Just about everybody agrees that there is a significant shortage of skilled IT talent that is limiting the size of the addressable market for IT services providers. What many IT services providers may not appreciate is how much distributors are investing in helping IT services firms close that gap.
As multi-billion entities that keep a low end-user profile, IT services firms are increasingly making use of the professional services capabilities these firms provide. Ingram Micro, for example, has a dedicated professional services and training arm, while Tech Data has created a series of TDOnCall professional services offerings.
In general, there are two classes of distributors. Value distributors have been providing IT services firms with access to IT expertise for years. More recently, volume distributors have been offering similar services. With the increased shortage of IT talent in key emerging technology areas, those distributors have been increasing their investments in IT professional services.
The basic idea is that, rather than having to hire their own IT talent, IT services firms can leverage the IT skills of IT people that are actually employees of a distributor. Those IT services personnel show up at a customer site, but identify themselves as being a sub-contractor associated with the IT services firm. That way the end customer doesn’t get confused as to who is the primary provider of the IT services being delivered.
A recent "IBM Business Tech Trends Study" makes it clear that the places where the shortage of IT skills is most acute is in the realms of advanced analytics, mobile computing and the cloud. IT services firms can, of course, invest in training their own people to attain these skills. But that will take time. The professional services offered by distributors fill gaps in the portfolios of IT service providers in a way that can allow them to service demand in these areas that is already accelerating.

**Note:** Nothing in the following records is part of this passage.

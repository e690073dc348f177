use crate::common::harness;
use assert_json_diff::assert_json_eq;
use mockito::Matcher;
use serde_json::json;
use std::sync::Arc;
use storefront_client::prelude::*;

#[tokio::test]
async fn test_bearer_token_attached_when_signed_in() {
    let mut h = harness().await;
    h.session.set_token("token-123").await;

    let mock = h
        .server
        .mock("GET", "/api/rest/v1/user/currentuser")
        .match_header("authorization", "Bearer token-123")
        .match_header("x-request-id", Matcher::Regex("^[A-Z0-9]{30}$".to_string()))
        .with_status(200)
        .with_header("content-type", "application/json")
        .with_body(r#"{"email":"a@b.c","token":"token-123"}"#)
        .create_async()
        .await;

    let user = h.client.current_user().await.expect("request should succeed");
    assert_json_eq!(user.into_data(), json!({"email": "a@b.c", "token": "token-123"}));
    mock.assert_async().await;
}

#[tokio::test]
async fn test_no_authorization_header_when_signed_out() {
    let mut h = harness().await;

    let mock = h
        .server
        .mock("GET", "/api/rest/v1/filters")
        .match_header("authorization", Matcher::Missing)
        .with_status(200)
        .with_body(r#"{"brands":[],"types":[]}"#)
        .create_async()
        .await;

    h.client.fetch_filters().await.expect("request should succeed");
    mock.assert_async().await;
}

#[tokio::test]
async fn test_token_is_read_at_send_time() {
    let mut h = harness().await;

    let signed_in = h
        .server
        .mock("GET", "/api/rest/v1/cart/items")
        .match_header("authorization", "Bearer second")
        .with_status(200)
        .with_body("[]")
        .expect(1)
        .create_async()
        .await;

    h.session.set_token("first").await;
    h.session.set_token("second").await;
    h.client.get_cart().await.expect("signed-in request should succeed");
    signed_in.assert_async().await;

    let signed_out = h
        .server
        .mock("GET", "/api/rest/v1/order/items")
        .match_header("authorization", Matcher::Missing)
        .with_status(200)
        .with_body("[]")
        .create_async()
        .await;

    h.session.clear().await;
    h.client.list_orders().await.expect("signed-out request should succeed");
    signed_out.assert_async().await;
}

#[tokio::test]
async fn test_validation_errors_reject_with_messages() {
    let mut h = harness().await;
    let mock = h
        .server
        .mock("POST", "/api/rest/v1/user/register")
        .with_status(400)
        .with_header("content-type", "application/json")
        .with_body(r#"{"errors":{"name":["required"]}}"#)
        .create_async()
        .await;

    let err = h
        .client
        .register(&json!({"email": "a@b.c"}))
        .await
        .expect_err("should fail validation");

    assert_eq!(err.validation_messages(), Some(&["required".to_string()][..]));
    let api = err.as_api().expect("api error");
    assert_eq!(api.kind, ApiErrorKind::Validation);
    assert_eq!(api.category(), ErrorCategory::ValidationErrors);
    assert_json_eq!(api.response.body.clone(), json!({"errors": {"name": ["required"]}}));
    h.assert_no_side_effects();
    mock.assert_async().await;
}

#[tokio::test]
async fn test_bad_request_notifies_title() {
    let mut h = harness().await;
    let _mock = h
        .server
        .mock("POST", "/api/rest/v1/order/product")
        .with_status(400)
        .with_body(r#"{"title":"Bad input"}"#)
        .create_async()
        .await;

    let err = h
        .client
        .create_order(&json!({"address": null}))
        .await
        .expect_err("should fail");

    assert_eq!(h.notifier.messages(), vec!["Bad input".to_string()]);
    assert!(h.navigator.calls().is_empty());
    let api = err.as_api().expect("api error");
    assert_eq!(api.kind, ApiErrorKind::HttpError);
    assert_eq!(api.status(), 400);
    assert_eq!(api.category(), ErrorCategory::ClientRequestError);
}

#[tokio::test]
async fn test_bad_request_without_title_uses_generic_message() {
    let mut h = harness().await;
    let _mock = h
        .server
        .mock("GET", "/api/rest/v1/products")
        .with_status(400)
        .create_async()
        .await;

    let err = h.client.list(&[]).await.expect_err("should fail");
    assert_eq!(h.notifier.messages(), vec!["400 bad request".to_string()]);
    assert_eq!(err.as_api().map(|e| e.response.body.clone()), Some(json!(null)));
}

#[tokio::test]
async fn test_unauthorised_notifies() {
    let mut h = harness().await;
    let _mock = h
        .server
        .mock("GET", "/api/rest/v1/cart/items")
        .with_status(401)
        .with_body("{}")
        .create_async()
        .await;

    let err = h.client.get_cart().await.expect_err("should fail");
    assert_eq!(h.notifier.messages(), vec!["Unauthorised".to_string()]);
    assert!(h.navigator.calls().is_empty());
    let api = err.as_api().expect("api error");
    assert_eq!(api.status(), 401);
    assert_eq!(api.category(), ErrorCategory::AuthenticationError);
    assert_json_eq!(api.response.body.clone(), json!({}));
}

#[tokio::test]
async fn test_server_error_navigates_with_payload() {
    let mut h = harness().await;
    let _mock = h
        .server
        .mock("GET", "/api/rest/v1/order/items")
        .with_status(500)
        .with_body(r#"{"title":"Boom"}"#)
        .create_async()
        .await;

    let err = h.client.list_orders().await.expect_err("should fail");

    let calls = h.navigator.calls();
    assert_eq!(calls.len(), 1);
    assert_eq!(calls[0].0, "/server-error");
    assert_json_eq!(calls[0].1.clone(), json!({"error": {"title": "Boom"}}));
    assert!(h.notifier.messages().is_empty());
    assert_eq!(err.as_api().map(ApiError::category), Some(ErrorCategory::ServerError));
}

#[tokio::test]
async fn test_not_found_has_no_side_effect() {
    let mut h = harness().await;
    let _mock = h
        .server
        .mock("GET", "/api/rest/v1/missing-product")
        .with_status(404)
        .with_body("Not Found")
        .create_async()
        .await;

    let err = h.client.details("missing-product").await.expect_err("should fail");
    h.assert_no_side_effects();

    let api = err.as_api().expect("api error");
    assert_eq!(api.kind, ApiErrorKind::HttpError);
    assert_eq!(api.status(), 404);
    assert_eq!(api.category(), ErrorCategory::Unclassified);
    assert_eq!(api.response.body, json!("Not Found"));
}

#[tokio::test]
async fn test_side_effect_fires_once_per_failed_call() {
    let mut h = harness().await;
    let _mock = h
        .server
        .mock("DELETE", "/api/rest/v1/cart/clearAll")
        .with_status(401)
        .expect(2)
        .create_async()
        .await;

    assert!(h.client.clear_cart().await.is_err());
    assert_eq!(h.notifier.messages().len(), 1);
    assert!(h.client.clear_cart().await.is_err());
    assert_eq!(h.notifier.messages().len(), 2);
}

#[tokio::test]
async fn test_transport_failure_fires_nothing() {
    let notifier = Arc::new(crate::common::RecordingNotifier::default());
    let navigator = Arc::new(crate::common::RecordingNavigator::default());
    let client = Client::builder(Config::with_base_url("http://127.0.0.1:1"))
        .notifier(notifier.clone())
        .navigator(navigator.clone())
        .build()
        .expect("Failed to build client");

    let err = client.fetch_filters().await.expect_err("connection should fail");
    assert!(matches!(err, AppError::Http(_)));
    assert!(notifier.messages().is_empty());
    assert!(navigator.calls().is_empty());
}

#[tokio::test]
async fn test_invalid_config_is_rejected_at_build() {
    let result = Client::builder(Config::with_base_url("localhost:8080")).build();
    assert!(matches!(result, Err(AppError::Config(_))));
}

#[tokio::test]
async fn test_put_through_transport() {
    let mut h = harness().await;
    let mock = h
        .server
        .mock("PUT", "/api/rest/v1/cart/items")
        .match_body(Matcher::Json(json!({"quantity": 2})))
        .with_status(200)
        .with_body(r#"{"updated":true}"#)
        .create_async()
        .await;

    let url = format!("{}/api/rest/v1/cart/items", h.server.url());
    let result: ApiResponse = h
        .client
        .http()
        .put(&url, &json!({"quantity": 2}))
        .await
        .expect("put should succeed");
    assert_json_eq!(result.into_data(), json!({"updated": true}));
    mock.assert_async().await;
}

The issue that many IT services firms will have to struggle with going forward is to what degree those professional services will be automated. In theory at least, many of the IT services that are being delivered today can be remotely delivered via the cloud by distributors that have the capital resources needed to make those investments. In fact, both Ingram Micro and Tech Data are making major investments in building their own cloud platforms.
Most distributors have no interest in developing a relationship with the end customer. There are, however, exceptions to every rule. A very small number of distributors also have their own IT services arms. The degree to which other IT services providers will view those arms as competition will vary.
In the meantime, in the age of the cloud IT service providers are clearly no longer limited to any geographic area. And with help from distributors, they can not only deliver more IT services via the cloud; they can also put actual feet on the ground whenever and wherever necessary.